In the championship eights event — which featured junior Joanna Mulvey, sophomore Hilary Shinnick, senior Ailish Sheehan, senior Anna Kottkamp, junior Elizabeth Kelley, junior Alexis Olson, junior Sarah Kappers, senior Carlee Beckler and senior coxswain Mikaela Prego — the Irish posted a 17:18.70 time, 1:33.91 behind first-place Cambridge.
Notre Dame’s next event is a four-team scrimmage featuring the Irish, Ohio State, Michigan and Indiana on Nov. 8.
Stone said the scrimmage will be very different than the regatta races, as it stretches for only one mile as opposed to the three-mile championship fours and eights events in Cambridge.
“It’ll be side-by-side racing, so the crews will line up next to each other and race for one mile,” Stone said. “In the regatta, it was a time-trials event, so there were 17 crews that would race single-file for 17 or 18 minutes, so they are very different.”
Despite the decreased attention to this upcoming scrimmage in comparison to the world-renowned regatta, Stone said the Irish will still focus in on this event.
“The scrimmage is very important,” Stone said. “I mean, last year Ohio State won the NCAA championship, so it’s a chance to compete against good competition.”

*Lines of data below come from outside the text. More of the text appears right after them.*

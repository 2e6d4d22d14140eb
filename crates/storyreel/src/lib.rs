//! Storyreel - story timeline extension and completion
//!
//! Storyreel takes a multi-track story timeline (video, storyboard, caption,
//! dialogue, camera, sound and music segments) and fills it in with the help
//! of generative services:
//!
//! - **Story extension**: a [`StoryWriter`] continues the story with new shots,
//!   laid out after the end of the timeline with matching sound and music
//! - **Storyboard completion**: every shot gets a storyboard segment, a prompt
//!   and an image from a [`StoryboardRenderer`]
//! - **Completion modes**: results come back as the whole project
//!   ([`CompletionMode::Full`]) or as only the new segments
//!   ([`CompletionMode::Partial`])
//!
//! # Quick Start
//!
//! ```no_run
//! use storyreel::{CompletionMode, ExtendOptions, HttpStoryWriter, Project, StoryreelConfig, extend_project};
//!
//! #[tokio::main]
//! async fn main() -> Result<(), Box<dyn std::error::Error>> {
//!     let config = StoryreelConfig::load()?;
//!     let writer = HttpStoryWriter::new(&config.services)?;
//!     let project = Project::from_file("story.json")?;
//!
//!     let options = ExtendOptions::default().with_prompt("the crew finds a cave");
//!     let (extended, report) =
//!         extend_project(writer, config.story, project, CompletionMode::Full, &options).await?;
//!
//!     println!("added {} shots", report.shots());
//!     extended.to_file("story.json")?;
//!     Ok(())
//! }
//! ```
//!
//! # Architecture
//!
//! - `storyreel_error` - Error types
//! - `storyreel_core` - Timeline model, filtering and configuration
//! - `storyreel_interface` - Generator traits
//! - `storyreel_story` - Story extension and storyboard completion
//! - `storyreel_models` - HTTP generator clients
//!
//! This crate re-exports everything for convenience.

#![forbid(unsafe_code)]
#![warn(missing_docs)]

mod pipeline;
mod summary;
mod telemetry;

pub use pipeline::{complete_storyboards, extend_project};
pub use summary::ProjectSummary;
pub use telemetry::init_tracing;

pub use storyreel_core::{
    AssetSourceType, CompletionMode, Entity, EntityBuilder, EntityIndex, FilteringMode,
    LatentStory, OutputType, Project, ProjectMeta, ProjectMetaBuilder, Segment, SegmentBuilder,
    SegmentCategory, SegmentStatus, ServicesConfig, StoryConfig, StoryboardConfig,
    StoryreelConfig, asset_source_type, filter_segments, latent_story,
};
pub use storyreel_error::{
    ConfigError, GeneratorError, GeneratorErrorKind, JsonError, RetryableError, StorageError,
    StorageErrorKind, StoryError, StoryErrorKind, StoryreelError, StoryreelErrorKind,
    StoryreelResult,
};
pub use storyreel_interface::{
    AudioPromptRequest, ExtendStoryRequest, StoryWriter, StoryboardRenderer, StoryboardRequest,
};
pub use storyreel_models::{HttpStoryWriter, HttpStoryboardRenderer, ServiceClient};
pub use storyreel_story::{
    CompletionSession, ExtendOptions, ExtendReport, ShotReport, StoryExtender,
    StoryboardCompleter, StoryboardReport, check_captions, positive_prompt, video_prompt,
};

This four-team scrimmage will round out the list of fall events for the Irish. Stone said he looks forward to the team working on its training during the winter months.
“We’ll make great gains during the wintertime,” Stone said. “We’ll work on our fitness, our strength, our power and pretty much everything except actually rowing in a boat.”
The all-day scrimmage against the Buckeyes, Wolverines and Hoosiers takes place Nov. 8 at the Griggs Reservoir in Columbus, Ohio.